A Cadet corps (Russian: Kadetskiy korpus, Кадетский корпус), historically an admissions-based all-boys military cadets school, prepared boys to become commissioned officers in Imperial Russia. Boys entered a cadet corps between the ages of 8 and 15. Empress Anna Ivanovna founded the first cadet corps in Saint Petersburg, Russian Empire, in 1731. The term of education was seven years. All instructors had a military rank; they taught a full program of military preparation. In 1766 Catherine the Great's educational reforms broadened the curriculum to include the sciences, philosophy, ethics, history, and international law.
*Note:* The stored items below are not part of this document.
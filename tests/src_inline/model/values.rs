use super::*;

#[test]
fn test_to_float_or_none_cases() {
    assert_eq!(to_float_or_none(None), None);
    assert_eq!(to_float_or_none(Some(&RecordValue::Missing)), None);
    assert_eq!(to_float_or_none(Some(&RecordValue::Number(f64::NAN))), None);
    assert_eq!(to_float_or_none(Some(&RecordValue::Number(f64::INFINITY))), None);
    assert_eq!(to_float_or_none(Some(&RecordValue::from("abc"))), None);
    assert_eq!(to_float_or_none(Some(&RecordValue::from("   "))), None);
    assert_eq!(to_float_or_none(Some(&RecordValue::from("N/A"))), None);
    assert_eq!(to_float_or_none(Some(&RecordValue::from("nan"))), None);
    assert_eq!(to_float_or_none(Some(&RecordValue::Number(3.14))), Some(3.14));
    assert_eq!(to_float_or_none(Some(&RecordValue::from(" 42 "))), Some(42.0));
}

#[test]
fn test_format_value() {
    assert_eq!(format_value(None, 2, "N/A"), "N/A");
    assert_eq!(format_value(Some(&RecordValue::Missing), 2, "--"), "--");
    assert_eq!(format_value(Some(&RecordValue::Number(3.14159)), 2, "N/A"), "3.14");
    assert_eq!(format_value(Some(&RecordValue::from("42")), 2, "N/A"), "42.00");
    assert_eq!(format_value(Some(&RecordValue::from("abc")), 2, "N/A"), "N/A");
    assert_eq!(format_value(Some(&RecordValue::Number(5778.4)), 0, "N/A"), "5778");
}

#[test]
fn test_format_text() {
    assert_eq!(format_text(Some(&RecordValue::from(" G2V "))), "G2V");
    assert_eq!(format_text(Some(&RecordValue::from(""))), "N/A");
    assert_eq!(format_text(None), "N/A");
}

#[test]
fn test_clamp_and_round() {
    assert_eq!(clamp_percent(140.0), 100.0);
    assert_eq!(clamp_percent(-3.0), 0.0);
    assert_eq!(clamp_percent(f64::NAN), 0.0);
    assert_eq!(round_to(87.8234, 2), 87.82);
    assert_eq!(round_to(87.86, 1), 87.9);
}
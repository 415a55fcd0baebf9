use std::collections::BTreeMap;

use serde::ser::SerializeStruct;
use serde::{Serialize, Serializer};

/// Discrete colour band attached to every score.
#[derive(Debug, Clone, Copy, PartialEq, Eq)]
pub enum ColorLevel {
    Excellent,
    Good,
    Fair,
    Poor,
    Critical,
    Unavailable,
}

#[derive(Debug, Clone, Copy, PartialEq, Eq)]
pub enum ScoreScale {
    HighIsGood,
    LowIsGood,
}

impl ColorLevel {
    pub fn for_percentage(value: f64, scale: ScoreScale) -> Self {
        if !value.is_finite() {
            return ColorLevel::Unavailable;
        }
        match scale {
            ScoreScale::HighIsGood => {
                if value >= 80.0 {
                    ColorLevel::Excellent
                } else if value >= 60.0 {
                    ColorLevel::Good
                } else if value >= 40.0 {
                    ColorLevel::Fair
                } else if value >= 20.0 {
                    ColorLevel::Poor
                } else {
                    ColorLevel::Critical
                }
            }
            ScoreScale::LowIsGood => {
                if value <= 10.0 {
                    ColorLevel::Excellent
                } else if value <= 25.0 {
                    ColorLevel::Good
                } else if value <= 50.0 {
                    ColorLevel::Fair
                } else if value <= 75.0 {
                    ColorLevel::Poor
                } else {
                    ColorLevel::Critical
                }
            }
        }
    }

    pub fn hex(self) -> &'static str {
        match self {
            ColorLevel::Excellent => "#4CAF50",
            ColorLevel::Good => "#8BC34A",
            ColorLevel::Fair => "#FFC107",
            ColorLevel::Poor => "#FF9800",
            ColorLevel::Critical => "#F44336",
            ColorLevel::Unavailable => "#757575",
        }
    }
}

impl Serialize for ColorLevel {
    fn serialize<S: Serializer>(&self, serializer: S) -> Result<S::Ok, S::Error> {
        serializer.serialize_str(self.hex())
    }
}

#[derive(Debug, Clone, Copy, PartialEq)]
pub enum ScoreValue {
    Value(f64),
    Unavailable,
}

impl ScoreValue {
    pub fn as_f64(self) -> Option<f64> {
        match self {
            ScoreValue::Value(v) => Some(v),
            ScoreValue::Unavailable => None,
        }
    }
}

impl Serialize for ScoreValue {
    fn serialize<S: Serializer>(&self, serializer: S) -> Result<S::Ok, S::Error> {
        match self {
            ScoreValue::Value(v) => serializer.serialize_f64(*v),
            ScoreValue::Unavailable => serializer.serialize_str("unavailable"),
        }
    }
}

#[derive(Debug, Clone, PartialEq)]
pub struct Score {
    pub value: ScoreValue,
    pub color: ColorLevel,
    pub description: Option<String>,
}

impl Score {
    pub fn new(value: f64, scale: ScoreScale) -> Self {
        Self {
            value: ScoreValue::Value(value),
            color: ColorLevel::for_percentage(value, scale),
            description: None,
        }
    }

    pub fn percent(value: f64) -> Self {
        Self::new(value, ScoreScale::HighIsGood)
    }

    pub fn unavailable() -> Self {
        Self {
            value: ScoreValue::Unavailable,
            color: ColorLevel::Unavailable,
            description: None,
        }
    }

    pub fn with_description(mut self, text: impl Into<String>) -> Self {
        self.description = Some(text.into());
        self
    }

    pub fn value(&self) -> Option<f64> {
        self.value.as_f64()
    }
}

impl Serialize for Score {
    fn serialize<S: Serializer>(&self, serializer: S) -> Result<S::Ok, S::Error> {
        let mut st = serializer.serialize_struct("Score", 3)?;
        st.serialize_field("value", &self.value)?;
        st.serialize_field("color", &self.color)?;
        st.serialize_field("description", &self.description)?;
        st.end()
    }
}

#[derive(Debug, Clone, Copy, PartialEq, Eq, PartialOrd, Ord)]
pub enum ScoreKey {
    Esi,
    Sph,
    Phi,
    Size,
    Density,
    Mass,
    AtmospherePotential,
    LiquidWaterPotential,
    HabitableZonePosition,
    HostStarType,
    SystemAge,
    StarMetallicity,
    OrbitalEccentricity,
    MagneticActivity,
    PresenceOfMoons,
}

impl ScoreKey {
    pub fn label(self) -> &'static str {
        match self {
            ScoreKey::Esi => "ESI",
            ScoreKey::Sph => "SPH",
            ScoreKey::Phi => "PHI",
            ScoreKey::Size => "Size",
            ScoreKey::Density => "Density",
            ScoreKey::Mass => "Mass",
            ScoreKey::AtmospherePotential => "Atmosphere Potential",
            ScoreKey::LiquidWaterPotential => "Liquid Water Potential",
            ScoreKey::HabitableZonePosition => "Habitable Zone Position",
            ScoreKey::HostStarType => "Host Star Type",
            ScoreKey::SystemAge => "System Age",
            ScoreKey::StarMetallicity => "Star Metallicity",
            ScoreKey::OrbitalEccentricity => "Orbital Eccentricity",
            ScoreKey::MagneticActivity => "Magnetic Activity",
            ScoreKey::PresenceOfMoons => "Presence of Moons",
        }
    }
}

pub fn score_key_order() -> &'static [ScoreKey] {
    &[
        ScoreKey::Esi,
        ScoreKey::Sph,
        ScoreKey::Phi,
        ScoreKey::Size,
        ScoreKey::Density,
        ScoreKey::Mass,
        ScoreKey::AtmospherePotential,
        ScoreKey::LiquidWaterPotential,
        ScoreKey::HabitableZonePosition,
        ScoreKey::HostStarType,
        ScoreKey::SystemAge,
        ScoreKey::StarMetallicity,
        ScoreKey::OrbitalEccentricity,
        ScoreKey::MagneticActivity,
        ScoreKey::PresenceOfMoons,
    ]
}

#[derive(Debug, Clone, Copy, PartialEq, Eq, PartialOrd, Ord)]
pub enum SephiKey {
    Sephi,
    L1Surface,
    L2EscapeVelocity,
    L3HabitableZone,
    L4MagneticField,
}

impl SephiKey {
    pub fn label(self) -> &'static str {
        match self {
            SephiKey::Sephi => "SEPHI",
            SephiKey::L1Surface => "L1 (Surface)",
            SephiKey::L2EscapeVelocity => "L2 (Escape Velocity)",
            SephiKey::L3HabitableZone => "L3 (Habitable Zone)",
            SephiKey::L4MagneticField => "L4 (Magnetic Field)",
        }
    }
}

pub fn sephi_key_order() -> &'static [SephiKey] {
    &[
        SephiKey::Sephi,
        SephiKey::L1Surface,
        SephiKey::L2EscapeVelocity,
        SephiKey::L3HabitableZone,
        SephiKey::L4MagneticField,
    ]
}

/// Ordered score map keyed by a closed key set.
#[derive(Debug, Clone, PartialEq)]
pub struct Bundle<K: Ord> {
    entries: BTreeMap<K, Score>,
}

pub type ScoreBundle = Bundle<ScoreKey>;
pub type SephiBundle = Bundle<SephiKey>;

impl<K: Ord + Copy> Bundle<K> {
    pub fn new() -> Self {
        Self {
            entries: BTreeMap::new(),
        }
    }

    pub fn insert(&mut self, key: K, score: Score) {
        self.entries.insert(key, score);
    }

    pub fn get(&self, key: K) -> Option<&Score> {
        self.entries.get(&key)
    }

    pub fn value(&self, key: K) -> Option<f64> {
        self.get(key).and_then(Score::value)
    }

    pub fn iter(&self) -> impl Iterator<Item = (K, &Score)> {
        self.entries.iter().map(|(k, v)| (*k, v))
    }

    pub fn len(&self) -> usize {
        self.entries.len()
    }

    pub fn is_empty(&self) -> bool {
        self.entries.is_empty()
    }
}

impl<K: Ord + Copy> Default for Bundle<K> {
    fn default() -> Self {
        Self::new()
    }
}

impl<K: Ord + Copy> Extend<(K, Score)> for Bundle<K> {
    fn extend<T: IntoIterator<Item = (K, Score)>>(&mut self, iter: T) {
        for (k, v) in iter {
            self.insert(k, v);
        }
    }
}

impl Serialize for ScoreBundle {
    fn serialize<S: Serializer>(&self, serializer: S) -> Result<S::Ok, S::Error> {
        serializer.collect_map(self.iter().map(|(k, v)| (k.label(), v)))
    }
}

impl Serialize for SephiBundle {
    fn serialize<S: Serializer>(&self, serializer: S) -> Result<S::Ok, S::Error> {
        serializer.collect_map(self.iter().map(|(k, v)| (k.label(), v)))
    }
}

/// Qualitative reading of a percentage score.
pub fn describe_score(value: f64) -> &'static str {
    if value >= 70.0 {
        "Likely"
    } else if value >= 40.0 {
        "Possible"
    } else {
        "Unlikely"
    }
}

#[cfg(test)]
#[path = "../../tests/src_inline/model/scores.rs"]
mod tests;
A graduate from the corps became a junker and had prime candidacy for a military career.
During the October Revolution and the 1917-1923 Russian Civil War, cadets and junkers largely supported the anti-bolshevik White movement. (Distinguish the military cadets of this era from the members of the Constitutional Democratic Party, known from its initials (KD) as Kadets. The Constitutional Democratic Party also opposed Bolshevism.) A small portion of cadets succeeded in evacuating with the White Army towards the end of Russian Civil War to western countries. Subsequently, the Soviet Government executed or imprisoned all surviving cadets to Siberian GULAG slave-labor camps. Fifteen years later, according to Alexander Solzhenitsyn, none remained alive and free inside the USSR.
Many cadets who escaped alive formed cadet corps in other countries, most notably at Bela Crkva in the Kingdom of Yugoslavia, where they received the patronage of King Alexander I of Yugoslavia (reigned 1921-1934) - himself a former pupil in the Saint Petersburg Page Corps.